A further analysis of the National Development Plan (NDP II) and Health Sector Development Plan (HSDP), reveal a poor alignment of the Health Sector BFP FY 2017/18 to the NDP II and HSDP projections. Whereas the NDP II projected a total allocation of 2,221.00billion Ushs to the health sector, the BFP reflects just 1,285.76 billion Ushs. This is just 58% of the funding provided for health as a share of NDP II projections.
CSOs also note with concern the continued poor absorption of loans in the sector. The FY 2015/16 Annual government performance report highlighted that 25% of the loans assessed under the health sector registered a satisfactory performance while 75% had unsatisfactory performance. Half of these loans had accrued commitment charges between 2010 and 2016. The continued failure of the sector to absorb funds poses questions in light of the challenges the sector still struggles to address.
As CSOs we take note of the fact that the National Health Insurance Scheme Bill conceived in 2007 has up to 2017 never been presented to Parliament for consideration. This points to a lack of commitment and political will on the part of the key players to support the sector with domestic resources yet we continue to heavily rely on external partners’ support for health service delivery. We want to point out to government that this is unsustainable in both the short term and long term and undermines the logic of state sovereignty.
The high attrition rate among critical lower cadre health workers in public health facilities is still of great concern to us. According to the Annual health sector performance report, it was noted that during FY 2015/2016, most departures reported were nurses at 34%, followed by midwives at 25%, 20% for administration and support staff and to a lesser extent the medical officers and paramedical staff.
CSOs’ Call
1. Align the National Budget to the National Development Plan II and resource projections. As a country we should desist from being known to have good laws and policies but very poor at implementing our policies.
2. Allocate funds to attract, recruit and facilitate health workers for districts with the lowest staffing levels of key cadres. We propose that government progressively allocated Ushs15billion each year in a span of 2 years to address the staffing gaps. This should be able to recruit 1500 health workers every financial year so as to bring staffing to 100%. Additionally, an incentive mechanism that government agreed with the teachers association UNATU should be emulated for progressive enhancement of lower health workers.
3. Increase and decentralize PHC funds for better services to ordinary citizens. According to Ministry of health estimates, PHC non-wage enhancement requires an additional Ushs 34billion. We also caution Ministry of Health against implementing PHC development budget on behalf of local governments as has been the norm for the last 2 financial years. This practice has created more hitches in service delivery.

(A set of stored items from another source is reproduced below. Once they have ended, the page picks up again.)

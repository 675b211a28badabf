//! The scroll track - a one-dimensional scrollable region driven by drag
//! gestures, wheel input, and eased programmatic navigation.
//!
//! The track owns the current scroll `offset` and keeps it clamped to the
//! valid range `[0, max_offset]` at all times. Drag manipulation and eased
//! animation are mutually exclusive modes: beginning a drag cancels any
//! in-flight animation (the two must not fight over the offset), and nav
//! scrolls are ignored while a drag session is open.

use crate::carousel::animation::ScrollAnimation;
use crate::carousel::state::DragState;
use crate::constants::SCROLL_ANIMATION_DURATION;
use std::time::Duration;

/// Direction for programmatic navigation.
#[derive(Debug, Clone, Copy, PartialEq, Eq)]
pub enum ScrollDirection {
    Left,
    Right,
}

/// Horizontal scroll track for the featured carousel.
#[derive(Debug)]
pub struct ScrollTrack {
    /// Total width of the scrollable content, in track units
    content_width: f32,
    /// Width of the visible viewport, in track units
    viewport_width: f32,
    /// Current scroll offset, always within `[0, max_offset]`
    offset: f32,
    /// Drag gesture state machine
    drag: DragState,
    /// In-flight eased scroll, if any
    animation: Option<ScrollAnimation>,
    /// Drag amplification factor (track units per pointer pixel)
    sensitivity: f32,
}

impl ScrollTrack {
    pub fn new(sensitivity: f32) -> Self {
        Self {
            content_width: 0.0,
            viewport_width: 0.0,
            offset: 0.0,
            drag: DragState::default(),
            animation: None,
            sensitivity,
        }
    }

    /// Update the measured content and viewport widths.
    ///
    /// Called on layout; re-clamps the offset since the valid range may have
    /// shrunk (e.g. window resize or filter change).
    pub fn set_extents(&mut self, content_width: f32, viewport_width: f32) {
        self.content_width = content_width;
        self.viewport_width = viewport_width;
        self.offset = self.clamp_offset(self.offset);
    }

    /// The scrollable range: zero when the content fits the viewport.
    pub fn max_offset(&self) -> f32 {
        (self.content_width - self.viewport_width).max(0.0)
    }

    /// Current scroll offset in track units.
    pub fn offset(&self) -> f32 {
        self.offset
    }

    /// Offset normalized over the scrollable range, clamped to `[0, 1]`.
    /// Zero when the content does not overflow the viewport.
    pub fn progress(&self) -> f32 {
        let max = self.max_offset();
        if max <= 0.0 {
            return 0.0;
        }
        (self.offset / max).clamp(0.0, 1.0)
    }

    /// Returns true if a drag session is active.
    pub fn is_dragging(&self) -> bool {
        self.drag.is_dragging()
    }

    /// Returns true if an eased scroll is in flight.
    pub fn is_animating(&self) -> bool {
        self.animation.is_some()
    }

    /// Target of the in-flight animation, if any. Used by tests and by the
    /// frame tick to decide whether another frame is needed.
    pub fn animation_target(&self) -> Option<f32> {
        self.animation.as_ref().map(|a| a.target())
    }

    pub fn set_sensitivity(&mut self, sensitivity: f32) {
        self.sensitivity = sensitivity;
    }

    /// Open a drag session at the given pointer x.
    ///
    /// Freezes any in-flight eased scroll at its current sampled position so
    /// drag deltas apply from where the user actually grabbed the track.
    /// No-op if the content fits the viewport or a session is already open.
    pub fn begin_drag(&mut self, pointer_x: f32) {
        if self.max_offset() <= 0.0 || self.drag.is_dragging() {
            return;
        }
        if let Some(anim) = self.animation.take() {
            self.offset = self.clamp_offset(anim.sample());
        }
        self.drag.start(pointer_x, self.offset);
    }

    /// Apply pointer movement to the open drag session.
    ///
    /// Pointer travel is amplified by `sensitivity` and applied against the
    /// session origin, so the mapping is stateless across moves: each event
    /// recomputes from the origin rather than accumulating deltas. No-op
    /// without an active session.
    pub fn update_drag(&mut self, pointer_x: f32) {
        let Some((origin_x, origin_offset)) = self.drag.origin() else {
            return;
        };
        if self.max_offset() <= 0.0 {
            return;
        }
        let delta = (pointer_x - origin_x) * self.sensitivity;
        self.offset = self.clamp_offset(origin_offset - delta);
    }

    /// Close the drag session, restoring eased mode for nav scrolls.
    /// Idempotent: safe to call on pointer-up and pointer-leave alike.
    pub fn end_drag(&mut self) {
        self.drag.end();
    }

    /// Start an eased scroll by `amount` track units in `direction`.
    ///
    /// Retargets from the currently sampled position when an animation is
    /// already in flight, so rapid button presses chain smoothly. Ignored
    /// while a drag session is open (drag owns the offset) and when the
    /// content fits the viewport.
    pub fn scroll_by(&mut self, direction: ScrollDirection, amount: f32) {
        if self.max_offset() <= 0.0 || self.drag.is_dragging() {
            return;
        }
        let from = self.current_position();
        let target = match direction {
            ScrollDirection::Left => self.clamp_offset(from - amount),
            ScrollDirection::Right => self.clamp_offset(from + amount),
        };
        self.offset = from;
        self.animation = Some(ScrollAnimation::new(
            from,
            target,
            Duration::from_secs_f64(SCROLL_ANIMATION_DURATION),
        ));
    }

    /// Apply an immediate wheel delta. Cancels any eased scroll; ignored
    /// during a drag (the drag session owns the offset).
    pub fn scroll_immediate(&mut self, delta: f32) {
        if self.max_offset() <= 0.0 || self.drag.is_dragging() {
            return;
        }
        let from = self.current_position();
        self.animation = None;
        self.offset = self.clamp_offset(from + delta);
    }

    /// Advance the in-flight animation, if any. Returns true while another
    /// frame is needed.
    pub fn tick(&mut self) -> bool {
        let Some(anim) = &self.animation else {
            return false;
        };
        self.offset = self.clamp_offset(anim.sample());
        if anim.is_finished() {
            self.animation = None;
            return false;
        }
        true
    }

    /// Where the track currently is, accounting for an in-flight animation.
    fn current_position(&self) -> f32 {
        match &self.animation {
            Some(anim) => self.clamp_offset(anim.sample()),
            None => self.offset,
        }
    }

    fn clamp_offset(&self, offset: f32) -> f32 {
        offset.clamp(0.0, self.max_offset())
    }
}
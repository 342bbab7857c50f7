use axum::response::Response;
use serde::Serialize;

use crate::utils::response::success;

pub mod events;
pub mod rsvp;

#[derive(Serialize)]
struct HealthPayload {
    status: &'static str,
    service: &'static str,
}

pub async fn health_check() -> Response {
    let payload = HealthPayload {
        status: "ok",
        service: "gatherly-api",
    };

    success(payload, "Health check successful")
}
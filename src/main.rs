use std::net::SocketAddr;
use std::sync::Arc;

use dotenvy::dotenv;
use sqlx::postgres::PgPoolOptions;
use tokio::net::TcpListener;

use gatherly_server::config::Config;
use gatherly_server::routes::create_routes;
use gatherly_server::state::AppState;
use gatherly_server::store::PgStore;

#[tokio::main]
async fn main() {
    dotenv().ok();
    tracing_subscriber::fmt()
        .with_env_filter(
            tracing_subscriber::EnvFilter::try_from_default_env()
                .unwrap_or_else(|_| "info".into()),
        )
        .init();

    let config = Config::from_env();

    let pool = PgPoolOptions::new()
        .max_connections(config.max_db_connections)
        .connect(&config.database_url)
        .await
        .expect("Failed to connect to database");

    tracing::info!("Successfully connected to database");

    let store = PgStore::new(pool);
    store.migrate().await.expect("Failed to run migrations");

    tracing::info!("Migrations run successfully");

    let state = AppState::new(Arc::new(store));
    let app = create_routes(state);

    let addr = SocketAddr::from(([0, 0, 0, 0], config.port));
    tracing::info!("Server running at http://{}", addr);

    let listener = TcpListener::bind(addr)
        .await
        .expect("Failed to bind address");

    axum::serve(listener, app).await.expect("Server failed");
}
pub mod config;
pub mod handlers;
pub mod models;
pub mod routes;
pub mod state;
pub mod store;
pub mod utils;
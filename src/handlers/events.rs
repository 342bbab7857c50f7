use axum::extract::{Path, State};
use axum::response::Response;
use axum::Json;
use chrono::Utc;
use uuid::Uuid;

use crate::models::{EventUpdate, NewEvent};
use crate::state::AppState;
use crate::utils::auth::AuthUser;
use crate::utils::error::AppError;
use crate::utils::response::{created, empty_success, success};

pub async fn create_event(
    State(state): State<AppState>,
    AuthUser(user_id): AuthUser,
    Json(payload): Json<NewEvent>,
) -> Result<Response, AppError> {
    payload.validate(Utc::now())?;
    let event = state.store.create_event(user_id, payload).await?;
    Ok(created(event, "Event created"))
}

pub async fn list_events(State(state): State<AppState>) -> Result<Response, AppError> {
    let events = state.store.list_events().await?;
    Ok(success(events, "Events retrieved"))
}

pub async fn get_event(
    State(state): State<AppState>,
    Path(event_id): Path<Uuid>,
) -> Result<Response, AppError> {
    let event = state.store.get_event(event_id).await?;
    Ok(success(event, "Event retrieved"))
}

pub async fn update_event(
    State(state): State<AppState>,
    AuthUser(user_id): AuthUser,
    Path(event_id): Path<Uuid>,
    Json(payload): Json<EventUpdate>,
) -> Result<Response, AppError> {
    payload.validate()?;
    let event = state.store.update_event(event_id, user_id, payload).await?;
    Ok(success(event, "Event updated"))
}

pub async fn delete_event(
    State(state): State<AppState>,
    AuthUser(user_id): AuthUser,
    Path(event_id): Path<Uuid>,
) -> Result<Response, AppError> {
    state.store.delete_event(event_id, user_id).await?;
    Ok(empty_success("Event removed"))
}

pub async fn my_events(
    State(state): State<AppState>,
    AuthUser(user_id): AuthUser,
) -> Result<Response, AppError> {
    let events = state.store.events_by_organizer(user_id).await?;
    Ok(success(events, "Events retrieved"))
}

pub async fn attending_events(
    State(state): State<AppState>,
    AuthUser(user_id): AuthUser,
) -> Result<Response, AppError> {
    let events = state.store.events_attending(user_id).await?;
    Ok(success(events, "Events retrieved"))
}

4. Government must treat the issue of operationalizing the National Health insurance scheme with the most urgency. The money allocated for construction of a health centre II at 2.5billion must be re allocated towards the NHIS as part of the 5bn startup capital reflected as unfunded priority. Government should as well institute an inter-ministerial team to iron out the differences that seemingly is taking the country round the circle to table this bill.
Conclusion
Like former UN secretary general once said “we can cut back on health expenditures and incur massive losses in lives and fundamental capacity for growth or we can invest in health and spare both the people and economies the high cost of inaction” . As CSOs we think that the cost of cutting back is just unthinkable. Investments to scale up basic health services can bring a six fold economic return and accelerate our quest as a country to attain middle income status by 2020.